Cyber bullying sucks, and here’s how to stop it


Haven’t heard of the Office of the eSafety Commissioner? You’re not alone! A lot of people don’t know it exists. But they should. The eSafety Commissioner provides a fantastic service that everyone on the internet should be aware of.

We like to think of Livewire as the safest place on the internet, so there’s no bullying or nastiness here. Unfortunately, not every social media site has the same rules as we do (nor do they have the same awesome chat hosts, guides, and mentors!). And sometimes the nastiness on social media can get out of hand. Being bullied, harassed, stalked or threatened online is awful. Depending on the interaction, it can also be illegal. There is something you can do about it, and somewhere you can reach out for help.

The Office of the eSafety Commissioner’s purpose is to ensure that people have safe, positive experiences online, and that everyone understands that you should behave just as respectfully online as you would in real life. Their website is filled with useful information and resources, and is a good place to start for help if you or someone you know is being harassed online.

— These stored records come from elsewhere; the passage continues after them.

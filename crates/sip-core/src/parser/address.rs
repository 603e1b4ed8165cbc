//! `name-addr / addr-spec` followed by header parameters, shared by From,
//! To, Contact, Route, Record-Route and Refer-To.

use super::chars::{quoted_string, token, unescape_quoted};
use super::lexer::{Lexer, LexerMode};
use super::params::parse_params;
use super::uri::parse_uri;
use crate::error::ParseError;
use crate::types::address::Address;
use crate::types::uri::Uri;

pub fn parse_address(lx: &mut Lexer<'_>) -> Result<Address, ParseError> {
    lx.skip_ws();

    let mut address = if lx.peek_is(b'"') {
        let raw = lx.scan_text(quoted_string, "display name")?;
        let name = unescape_quoted(raw);
        lx.skip_ws();
        Address::new(parse_bracketed_uri(lx)?).with_display_name(name)
    } else if lx.peek_is(b'<') {
        Address::new(parse_bracketed_uri(lx)?)
    } else if let Ok(name) = lx.attempt(parse_token_display_name) {
        let address = Address::new(parse_bracketed_uri(lx)?);
        if name.is_empty() {
            address
        } else {
            address.with_display_name(name)
        }
    } else {
        Address::new(lx.with_mode(LexerMode::Uri, |lx| parse_uri(lx, false))?)
    };

    address.params = parse_params(lx)?;
    Ok(address)
}

/// Unquoted display name: `*(token LWS)` up to a `<`.
fn parse_token_display_name(lx: &mut Lexer<'_>) -> Result<String, ParseError> {
    let mut words = Vec::new();
    loop {
        lx.skip_ws();
        if lx.peek_is(b'<') {
            return Ok(words.join(" "));
        }
        words.push(lx.scan_text(token, "display name")?);
    }
}

fn parse_bracketed_uri(lx: &mut Lexer<'_>) -> Result<Uri, ParseError> {
    lx.match_char(b'<')?;
    let uri = lx.with_mode(LexerMode::Uri, |lx| parse_uri(lx, true))?;
    lx.match_char(b'>')?;
    Ok(uri)
}

#[cfg(test)]
mod tests {
    use super::*;
    use crate::types::param::{GenericValue, Param, ParamList};

    fn parse(s: &str) -> Address {
        let mut lx = Lexer::new(s);
        let addr = parse_address(&mut lx).unwrap();
        lx.expect_end().unwrap();
        addr
    }

    #[test]
    fn quoted_display_name() {
        let addr = parse("\"Bob \\\"B\\\" Smith\" <sip:bob@biloxi.com>;tag=a6c85cf");
        assert_eq!(addr.display_name.as_deref(), Some("Bob \"B\" Smith"));
        assert_eq!(addr.uri.user.as_deref(), Some("bob"));
        assert_eq!(addr.tag(), Some("a6c85cf"));
    }

    #[test]
    fn token_display_name() {
        let addr = parse("Alice Liddell <sip:alice@atlanta.com>");
        assert_eq!(addr.display_name.as_deref(), Some("Alice Liddell"));
    }

    #[test]
    fn addr_spec_params_belong_to_header() {
        let addr = parse("sip:carol@chicago.com;tag=887s");
        assert_eq!(addr.display_name, None);
        assert!(addr.uri.params.is_empty());
        assert_eq!(addr.params, vec![Param::Tag("887s".into())]);
    }

    #[test]
    fn bracketed_uri_keeps_its_params() {
        let addr = parse("<sip:p1.example.com;lr>;x=\"1\"");
        assert!(addr.uri.is_loose_router());
        assert_eq!(addr.params, vec![Param::Other("x".into(), Some(GenericValue::Quoted("1".into())))]);
    }

    #[test]
    fn unterminated_bracket_fails() {
        let mut lx = Lexer::new("<sip:bob@biloxi.com");
        assert!(parse_address(&mut lx).is_err());
    }
}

The Office of the eSafety Commissioner also runs a complaints service where you can report cyberbullying and get something done about it. The eSafety Commissioner has relationships with a lot of social media sites, including FaceBook, Twitter and Instagram. If they decide a post is cyberbullying, they can have it removed from the social network it’s posted on. They can also have photos removed that have been shared without your permission, especially if they are of a sensitive nature.

So, if you are being bullied online and need help, here’s some steps you can take to make sure things are sorted out quickly and fairly:

  • Take screenshots. And copy the URL’s of offending posts. Keep a record every time something happens.
  • Complain to the social media service where the bullying is occuring. Lots of platforms like FaceBook and Twitter have a zero tolerance stance on cyberbullying and will remove reported content as soon as possible.
  • Complain to the eSafety Commissioner If the social media site you have complained to doesn’t act quickly enough or refuses to help, or you feel like you need more help, contact the eSafety Commissioner, either online or by phone. They will get the ball rolling on having content removed and support you where you need it.
  • Take care of yourself. Contact Kids Helpline or Headspace for further support and if you need to talk things through. Bullying hurts and it’s almost always a big deal. Don’t be afraid to ask for help.

The Internet is a huge place- it’s nice to know there are people on your side who can help out. Don’t be afraid to reach out. And stay safe out there, peeps.